Dans le cœur de La Mémoire, qui ne l'est qu'à livrer entre reprise biographique et déprise fictionnelle les souvenirs d'une double imaginaire, il y a, caché, un démon, le démon de Yehia. Comme l'ont été d'autres personnages (le boiteux Kenaoui pour la vendeuse de limonades Hanouma dans Gare centrale) et comme d'autres le seront encore (le trublion Okka pour Saddika dans Le Sixième jour en 1986 et son interprète lui-même, Mohsen Mohieddine qui a brisé le cœur son créateur en abandonnant son cinéma pour la passion islamiste). Le démon qui prend la figure de l'enfant que Yehia a été et est encore, pour le meilleur comme pour le pire, est le double de (science)fiction (c'est un vif-argent, vieux nom du Mercure) d'un autre démon, le daïmôn de Youssef Chahine à l'enseigne de celui, princeps, de Socrate.
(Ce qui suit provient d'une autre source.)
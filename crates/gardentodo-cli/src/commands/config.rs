use clap::Subcommand;
use gardentodo_core::Config;

#[derive(Subcommand)]
pub enum ConfigAction {
    /// Get a config value
    Get {
        /// Config key (e.g. "progress.stage_table", "streak.max_lookback_days")
        key: String,
    },
    /// Set a config value
    Set {
        /// Config key
        key: String,
        /// New value
        value: String,
    },
    /// List all config values
    List,
    /// Reset config to defaults
    Reset,
}

pub fn run(action: ConfigAction) -> Result<(), Box<dyn std::error::Error>> {
    match action {
        ConfigAction::Get { key } => {
            let config = Config::load_or_default();
            match config.get(&key) {
                Some(value) => println!("{value}"),
                None => return Err(format!("unknown config key: {key}").into()),
            }
        }
        ConfigAction::Set { key, value } => {
            let mut config = Config::load()?;
            config.set(&key, &value)?;
            println!("ok");
        }
        ConfigAction::List => {
            let config = Config::load_or_default();
            let json = serde_json::to_string_pretty(&config)?;
            println!("{json}");
        }
        ConfigAction::Reset => {
            let config = Config::default();
            config.save()?;
            println!("config reset to defaults");
        }
    }
    Ok(())
}
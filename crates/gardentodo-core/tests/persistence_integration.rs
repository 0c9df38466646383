//! Integration tests for task persistence.
//!
//! This test file verifies:
//! - Persist/reload round trips of every task field
//! - Legacy records without ids
//! - Fail-soft loading of corrupt blobs
//! - File-backed databases across reopen

use gardentodo_core::{Database, DateKey, KeyValueStore, Store, TaskId, TaskStore};

const KEY: &str = "gardenTodo";

fn day(s: &str) -> DateKey {
    s.parse().unwrap()
}

#[test]
fn test_round_trip_preserves_every_field() {
    let mut store = TaskStore::with_key(Database::open_memory().unwrap(), KEY);
    let d = day("2024-02-05");
    let a = store.add_task(d, "Stretch").unwrap().unwrap();
    let b = store.add_task(d, "Read 20 pages").unwrap().unwrap();
    store.toggle_task(d, b.id).unwrap();
    store.add_task(day("2024-02-06"), "Walk").unwrap();
    let cleared = store.add_task(day("2024-02-07"), "Temp").unwrap().unwrap();
    store.remove_task(day("2024-02-07"), cleared.id).unwrap();

    let snapshot = store.store().clone();
    let reloaded = TaskStore::with_key(store.into_backend(), KEY);

    assert_eq!(reloaded.store(), &snapshot);
    let tasks = reloaded.get_tasks_for(&d);
    assert_eq!(tasks[0].id, a.id);
    assert_eq!(tasks[0].text, "Stretch");
    assert!(!tasks[0].completed);
    assert_eq!(tasks[1].id, b.id);
    assert!(tasks[1].completed);
    // A cleared day survives as an empty bucket, distinct from a never-written day.
    assert!(reloaded.store().contains_day(&day("2024-02-07")));
    assert!(!reloaded.store().contains_day(&day("2024-02-08")));
}

#[test]
fn test_legacy_tasks_get_distinct_ids_per_load() {
    let mut db = Database::open_memory().unwrap();
    db.set(
        KEY,
        r#"{"2024-2-5": [{"text": "legacy one", "completed": true}, {"text": "legacy two"}]}"#,
    )
    .unwrap();

    let first = Store::load(&db, KEY);
    let second = Store::load(&db, KEY);
    let d = day("2024-02-05");
    let first_ids: Vec<TaskId> = first.tasks_for(&d).iter().map(|t| t.id).collect();
    let second_ids: Vec<TaskId> = second.tasks_for(&d).iter().map(|t| t.id).collect();

    assert_eq!(first_ids.len(), 2);
    assert_ne!(first_ids[0], first_ids[1]);
    assert_ne!(first_ids[0], second_ids[0]);
    assert_ne!(first_ids[1], second_ids[1]);
}

#[test]
fn test_patched_legacy_tasks_are_addressable() {
    let mut db = Database::open_memory().unwrap();
    db.set(KEY, r#"{"2024-2-5": [{"text": "a"}, {"text": "b"}, {"text": "c"}]}"#)
        .unwrap();

    let mut store = TaskStore::with_key(db, KEY);
    let d = day("2024-02-05");
    let ids: Vec<TaskId> = store.get_tasks_for(&d).iter().map(|t| t.id).collect();

    assert!(store.toggle_task(d, ids[0]).unwrap().unwrap().completed);
    assert!(store.remove_task(d, ids[1]).unwrap());

    // The patched ids and the normalized key are now persisted.
    let reloaded = TaskStore::with_key(store.into_backend(), KEY);
    let tasks = reloaded.get_tasks_for(&d);
    assert_eq!(tasks.len(), 2);
    assert_eq!(tasks[0].id, ids[0]);
    assert!(tasks[0].completed);
    assert_eq!(tasks[1].id, ids[2]);
    let raw = reloaded.backend().kv_get(KEY).unwrap().unwrap();
    assert!(raw.contains("\"2024-02-05\""));
    assert!(!raw.contains("\"2024-2-5\""));
}

#[test]
fn test_loading_does_not_write() {
    let mut db = Database::open_memory().unwrap();
    let legacy = r#"{"2024-2-5": [{"text": "a"}]}"#;
    db.set(KEY, legacy).unwrap();
    let store = TaskStore::with_key(db, KEY);
    assert_eq!(store.backend().kv_get(KEY).unwrap().as_deref(), Some(legacy));
}

#[test]
fn test_corrupt_blob_loads_empty_and_recovers_on_write() {
    let mut db = Database::open_memory().unwrap();
    db.set(KEY, "{not json").unwrap();

    let mut store = TaskStore::with_key(db, KEY);
    assert!(store.store().is_empty());
    store.add_task(day("2024-02-05"), "fresh start").unwrap();

    let reloaded = TaskStore::with_key(store.into_backend(), KEY);
    assert_eq!(reloaded.get_tasks_for(&day("2024-02-05")).len(), 1);
}

#[test]
fn test_separate_keys_do_not_interfere() {
    let db = Database::open_memory().unwrap();
    let mut garden = TaskStore::with_key(db, KEY);
    garden.add_task(day("2024-02-05"), "garden").unwrap();

    let other = TaskStore::with_key(garden.into_backend(), "otherKey");
    assert!(other.store().is_empty());
}

#[test]
fn test_file_backed_store_survives_reopen() {
    let dir = tempfile::TempDir::new().unwrap();
    let path = dir.path().join("gardentodo.db");
    let d = day("2024-02-05");

    let id = {
        let mut store = TaskStore::with_key(Database::open_at(&path).unwrap(), KEY);
        store.add_task(d, "persist me").unwrap().unwrap().id
    };

    let store = TaskStore::with_key(Database::open_at(&path).unwrap(), KEY);
    assert_eq!(store.get_tasks_for(&d)[0].id, id);
    assert_eq!(store.get_tasks_for(&d)[0].text, "persist me");
}
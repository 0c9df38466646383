use clap::{CommandFactory, Parser, Subcommand};
use tracing_subscriber::{fmt, prelude::*, EnvFilter};

mod commands;

#[derive(Parser)]
#[command(name = "gardentodo", version, about = "Garden Todo: grow a plant by finishing your daily tasks")]
struct Cli {
    #[command(subcommand)]
    command: Commands,
}

#[derive(Subcommand)]
enum Commands {
    /// Daily task management
    Task {
        #[command(subcommand)]
        action: commands::task::TaskAction,
    },
    /// Show a day's progress and plant stage
    Progress(commands::progress::ProgressArgs),
    /// Show the current and longest streak
    Streak(commands::streak::StreakArgs),
    /// Show a month of completion history
    Calendar(commands::calendar::CalendarArgs),
    /// Configuration management
    Config {
        #[command(subcommand)]
        action: commands::config::ConfigAction,
    },
    /// Generate shell completions
    Completions {
        /// Target shell
        shell: clap_complete::Shell,
    },
}

fn init_tracing() {
    // Opt-in via RUST_LOG; unusable filters fall back to silence.
    let filter = std::env::var("RUST_LOG")
        .ok()
        .and_then(|raw| {
            let raw = raw.trim();
            if raw.is_empty() {
                return None;
            }
            EnvFilter::try_new(raw).ok()
        })
        .unwrap_or_else(|| EnvFilter::new("off"));

    tracing_subscriber::registry()
        .with(fmt::layer().with_writer(std::io::stderr))
        .with(filter)
        .init();
}

fn main() {
    init_tracing();

    let cli = Cli::parse();
    let result = match cli.command {
        Commands::Task { action } => commands::task::run(action),
        Commands::Progress(args) => commands::progress::run(args),
        Commands::Streak(args) => commands::streak::run(args),
        Commands::Calendar(args) => commands::calendar::run(args),
        Commands::Config { action } => commands::config::run(action),
        Commands::Completions { shell } => {
            clap_complete::generate(shell, &mut Cli::command(), "gardentodo", &mut std::io::stdout());
            Ok(())
        }
    };

    if let Err(e) = result {
        eprintln!("error: {e}");
        std::process::exit(1);
    }
}
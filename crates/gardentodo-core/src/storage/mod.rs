mod config;
pub mod database;
pub mod store;

pub use config::{CalendarConfig, Config, ProgressConfig, StorageConfig, StreakConfig};
pub use database::Database;
pub use store::{Store, TaskStore};

use std::path::PathBuf;

use crate::error::ConfigError;

/// String-keyed blob storage, the persistence seam for [`TaskStore`].
pub trait KeyValueStore {
    /// Read the value stored under `key`, if any.
    fn get(&self, key: &str) -> Result<Option<String>, crate::CoreError>;

    /// Replace the value stored under `key`.
    fn set(&mut self, key: &str, value: &str) -> Result<(), crate::CoreError>;
}

/// Returns `~/.config/gardentodo[-dev]/` based on GARDENTODO_ENV.
///
/// Set GARDENTODO_ENV=dev to use development data directory, or
/// GARDENTODO_DATA_DIR to use an explicit directory.
///
/// # Errors
/// Returns an error if creating the data directory fails.
pub fn data_dir() -> Result<PathBuf, ConfigError> {
    let dir = match std::env::var_os("GARDENTODO_DATA_DIR") {
        Some(explicit) if !explicit.is_empty() => PathBuf::from(explicit),
        _ => {
            let base_dir = dirs::home_dir()
                .unwrap_or_else(|| PathBuf::from("."))
                .join(".config");

            let env = std::env::var("GARDENTODO_ENV").unwrap_or_else(|_| "production".to_string());

            if env == "dev" {
                base_dir.join("gardentodo-dev")
            } else {
                base_dir.join("gardentodo")
            }
        }
    };

    std::fs::create_dir_all(&dir)
        .map_err(|e| ConfigError::DataDir(format!("{}: {e}", dir.display())))?;
    Ok(dir)
}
Mais, déjà, c'est le Ka dans la culture de l'Égypte antique, la figure idéelle et immatérielle des êtres divins et humains, cette force vitale et transgénérationnelle qui soutient l'existence et que les égyptologues ont à la suite de Gaston Maspéro traduit comme le synonyme de « double » (dans les Textes des sarcophages et les Textes des Pyramides, le dieu Osiris est présente comme le Ka de Horus, le pharaon défunt étant le Ka du pharaon vivant).

 

 

« Aller à son ka » et « être réuni à son ka » sont des expressions voisines qui signifient encore aujourd'hui de manière euphémique ou poétique la mort, autrement dit la dislocation du corps et de l'esprit. Dans La Mémoire, le démon est l'enfant puéril qui pousse Yehia dans un surmenage aux limites de la crise cardiaque. Entre deux séries de ballons rouges et blancs comme des globules, il est le caillot de sang aspiré par la seringue mais il est aussi l'enfant secret avec qui se réconcilier pour faire de la mort temporaire un passage transitoire pour une renaissance accomplie. Le démon est enfin l'autre nom du génie ressaisi dans toutes ses puissances placentaires et démoniques, tantôt le génie invitant son porteur luciférien à accéder à la sphère vitale et quasi-magique de la création artistique, tantôt l'obscur démon faisant de cet accès un excès de vie au risque de l'autodestruction.

 

 

A cet endroit de La Mémoire où l'artère trouve à s'aérer en touchant à l'un des nerfs les plus importants de la cordialité chahinienne, l'artiste qui s'est pris de bec avec tout son entourage ne trouve à se réconcilier qu'avec une figure et une seule. Après le procès de soi contre soi-même, la réconciliation ne marche qu'avec la figure qui l'aura rendue la plus difficile, avec le démon intérieur qui est le génie caché sans lequel l'art ne se vivrait pas comme la reconquête de l'enfance, depuis le deuil interminable de l'enfant perdu et du paradis alexandrin et cosmopolite qui lui est à jamais associé. Sans cette réconciliation démonique, Youssef Chahine aurait peut-être survécu à ses artères bouchées, mais n'aurait pas survécu comme cinéaste.